Rivals sail into battle

Summer 2004 will see fierce rivalry and falling fares on ferries linking ports in the western Channel. P&O Ferries (08705 202 020, www.poferries.com) and Brittany Ferries (08703 665 333; www.brittany-ferries.co.uk) have long stayed off each other's patches. The only destination they share is Cherbourg, on Brittany Ferries from Poole and P&O from Portsmouth. But from this month, travellers will benefit from direct competition on two routes.

On 24 March, Brittany Ferries augments its Poole to Cherbourg route with a ferry from Portsmouth to Cherbourg - a key route for P&O.

Nine days later, P&O returns the favour: on 2 April, P&O launches twice-daily fast ferries from Portsmouth to Ouistreham, serving Caen (the city is about 12 miles south of the port). This nearly halves the six-hour crossing time on the existing Brittany Ferries route.

For a peak weekend daytime sailing for a car and four people, Brittany Ferries is charging £570, and P&O £542.

P&O also has a novel day-trip in which you can pick and mix from Caen, Cherbourg or Le Havre, sailing out to one and back from another.

It is valid until the end of May, and costs £69 for a car and four people (£10 more on Fridays and Saturdays).

* New trains are making travel trickier in France. The missing link on French Railways' high-speed network is the line east from Paris to Metz, Nancy and Strasbourg, which is expected to open in three years' time. But from tomorrow the conventional trains on the line to Alsace-Lorraine are to be replaced by upgraded rolling stock, known as Téoz. These refurbished "classic" trains already operate between Paris and Clermont Ferrand.

To pay for the enhancement, fares will rise by 10 per cent. Travel also become more complicated. Téoz travellers are obliged to book a specific seat in advance, just as on the TGVs.

Unfortunately, the new trains are no faster - indeed some journeys are scheduled to take longer.

Indonesia gets even trickier

Since the Bali bombing 15 months ago, Indonesia has been on the Foreign Office blacklist of countries it warns you not to visit: "There is a continuing risk of harassment of Westerners by fundamentalists," says the FO's Travel Advice Unit.

Many British travellers, particularly backpackers, have chosen to disregard this warning - even though most travel insurance policies are invalidated by visits to countries on the blacklist. Now the Indonesian government has brought in an extra disincentive: a requirement for a tourist visa to be bought on arrival. The three-day version, intended mainly for those on brief stopovers in Bali en route to Australia, costs US$10 (£6). The 30-day visa is US$25 (£15). It is not yet clear what currencies are acceptable for payment; carrying US dollars is probably the best way to avoid problems and/or unfavourable rates of exchange.

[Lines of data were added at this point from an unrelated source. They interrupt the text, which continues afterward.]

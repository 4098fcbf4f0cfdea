//! Server side of one WebSocket connection.
//!
//! A peer starts anonymous, becomes identified with its first valid `Hello` and
//! is removed when the read loop ends, whatever the reason.

use std::{sync::Arc, time::Duration};

use axum::extract::ws::{Message, WebSocket, close_code};
use futures::{Stream, StreamExt};
use thiserror::Error;
use tokio::time::timeout;
use tracing::{debug, info, warn};

use crate::{
    message::{BusMessage, MalformedMessage},
    registry::Registry,
    session::{Flow, Peer, PeerSink, ProtocolViolation, Session},
};

/// Deadline for the close frame sent to a misbehaving peer.
const CLOSE_TIMEOUT: Duration = Duration::from_secs(1);

/// Why a read loop ended abnormally.
#[derive(Debug, Error)]
pub enum PeerError {
    #[error("read failed: {0}")]
    Stream(#[from] axum::Error),
    #[error(transparent)]
    Malformed(#[from] MalformedMessage),
    #[error("protocol violation: {0}")]
    Violation(#[from] ProtocolViolation),
}

/// How a read loop ended normally.
#[derive(Debug, Clone, Copy, PartialEq, Eq)]
pub enum Departure {
    Left,
    Disconnected,
}

pub async fn serve_peer(registry: Arc<Registry>, session_id: String, socket: WebSocket) {
    let (sink, stream) = socket.split();
    run_peer(&registry, &session_id, Box::pin(sink), stream).await;
}

/// Drives one connection from join to removal.
pub async fn run_peer<S>(registry: &Registry, session_id: &str, sink: PeerSink, mut stream: S)
where
    S: Stream<Item = Result<Message, axum::Error>> + Unpin,
{
    let (session, peer) = registry.join(session_id, sink).await;

    match read_loop(&session, &peer, &mut stream).await {
        Ok(departure) => {
            debug!(session_id, conn_id = peer.conn_id(), ?departure, "read loop ended");
        }
        Err(PeerError::Violation(violation)) => {
            warn!(
                session_id,
                conn_id = peer.conn_id(),
                error = %violation,
                "check `from` field"
            );
            send_policy_close(&peer, &violation).await;
        }
        Err(err) => {
            warn!(session_id, conn_id = peer.conn_id(), error = %err, "peer connection failed");
        }
    }

    let remaining = registry.leave(&session, &peer).await;
    if remaining > 0 {
        let status = session.status().await;
        session.broadcast(&status).await;
    }
}

async fn read_loop<S>(
    session: &Session,
    peer: &Peer,
    stream: &mut S,
) -> Result<Departure, PeerError>
where
    S: Stream<Item = Result<Message, axum::Error>> + Unpin,
{
    while let Some(frame) = stream.next().await {
        let message = match frame? {
            Message::Text(text) => BusMessage::decode(text.as_bytes())?,
            Message::Binary(bytes) => BusMessage::decode(&bytes)?,
            Message::Ping(_) | Message::Pong(_) => continue,
            Message::Close(_) => return Ok(Departure::Disconnected),
        };

        session.check_from_field(peer, message.sender()).await?;
        if session.handle_message(peer, message).await? == Flow::Leave {
            return Ok(Departure::Left);
        }
    }

    Ok(Departure::Disconnected)
}

async fn send_policy_close(peer: &Peer, violation: &ProtocolViolation) {
    match timeout(CLOSE_TIMEOUT, peer.close(close_code::POLICY, violation.reason())).await {
        Ok(Ok(())) => {}
        Ok(Err(err)) => warn!(error = %err, "write close message"),
        Err(_) => info!(conn_id = peer.conn_id(), "timed out sending close message"),
    }
}
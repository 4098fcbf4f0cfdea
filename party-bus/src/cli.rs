use std::net::IpAddr;

use anyhow::{Context, Result, bail};
use clap::{Args, Parser, Subcommand};
use url::Url;

use crate::broker::is_valid_session_id;

const NAME_ALPHABET: [char; 36] = [
    'a', 'b', 'c', 'd', 'e', 'f', 'g', 'h', 'i', 'j', 'k', 'l', 'm', 'n', 'o', 'p', 'q', 'r', 's',
    't', 'u', 'v', 'w', 'x', 'y', 'z', '0', '1', '2', '3', '4', '5', '6', '7', '8', '9',
];

/// A simple command line to start/join a party bus
#[derive(Parser, Debug)]
#[command(author, version, about, long_about = None)]
pub struct Cli {
    #[command(subcommand)]
    pub command: Command,
}

#[derive(Subcommand, Debug)]
pub enum Command {
    /// Start a party bus relay server.
    #[command(visible_alias = "c")]
    Create(CreateArgs),
    /// Join a party bus session.
    #[command(visible_alias = "j")]
    Join(JoinArgs),
}

impl Command {
    pub fn log_level(&self) -> u8 {
        match self {
            Command::Create(args) => args.log_level,
            Command::Join(args) => args.log_level,
        }
    }
}

#[derive(Args, Debug, Clone)]
pub struct CreateArgs {
    /// Address to bind to.
    #[arg(long, default_value = "0.0.0.0")]
    pub bind: IpAddr,

    /// Port on which to listen. Use 0 for an ephemeral port.
    #[arg(long, default_value_t = 8080, env = "PARTYBUS_PORT")]
    pub port: u16,

    /// Log level: 0=disabled, 1=error, 2=warn, 3=info, 4=debug.
    #[arg(short = 'l', long = "log-level", default_value_t = 4)]
    pub log_level: u8,
}

#[derive(Args, Debug, Clone)]
pub struct JoinArgs {
    /// Party bus server to connect to. A path in the URL selects the session.
    #[arg(long, default_value = "http://127.0.0.1:8080")]
    pub host: String,

    /// Session to join (ignored if a path is given in `--host`). Random by default.
    #[arg(short = 's', long = "session")]
    pub session: Option<String>,

    /// Identifier of this local peer. Random by default.
    #[arg(long)]
    pub id: Option<String>,

    /// Log level: 0=disabled, 1=error, 2=warn, 3=info, 4=debug.
    #[arg(short = 'l', long = "log-level", default_value_t = 0)]
    pub log_level: u8,
}

/// Where `join` should connect to.
#[derive(Debug, Clone, PartialEq, Eq)]
pub struct JoinTarget {
    /// `host:port` of the relay.
    pub host: String,
    pub session: String,
    pub id: String,
}

impl JoinArgs {
    pub fn target(&self) -> Result<JoinTarget> {
        let url = Url::parse(&self.host)
            .with_context(|| format!("invalid party bus url '{}'", self.host))?;
        let host = match (url.host_str(), url.port_or_known_default()) {
            (Some(host), Some(port)) => format!("{host}:{port}"),
            (Some(host), None) => host.to_string(),
            (None, _) => bail!("party bus url '{}' has no host", self.host),
        };

        let session = match url.path().trim_matches('/') {
            "" => self.session.clone().unwrap_or_else(random_name),
            path => path.to_string(),
        };
        if !is_valid_session_id(&session) {
            bail!("session id '{session}' may only contain letters, digits and '-'");
        }

        let id = self.id.clone().unwrap_or_else(random_name);
        Ok(JoinTarget { host, session, id })
    }
}

/// Random identifier usable both as a peer id and as a session path segment.
pub fn random_name() -> String {
    nanoid::nanoid!(10, &NAME_ALPHABET)
}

Note that the visas are available upon arrival only at what are described as "main points of entry"; if you plan any unusual approaches, such as by sea from Singapore, you may need to arrange a visa prior to travel; check your proposed port of entry with the Indonesian Embassy in London (020-7499 7661, www.indonesianembassy.org.uk).

One final hurdle: departure tax when leaving Indonesia is now 100,000 rupiah (£6.50).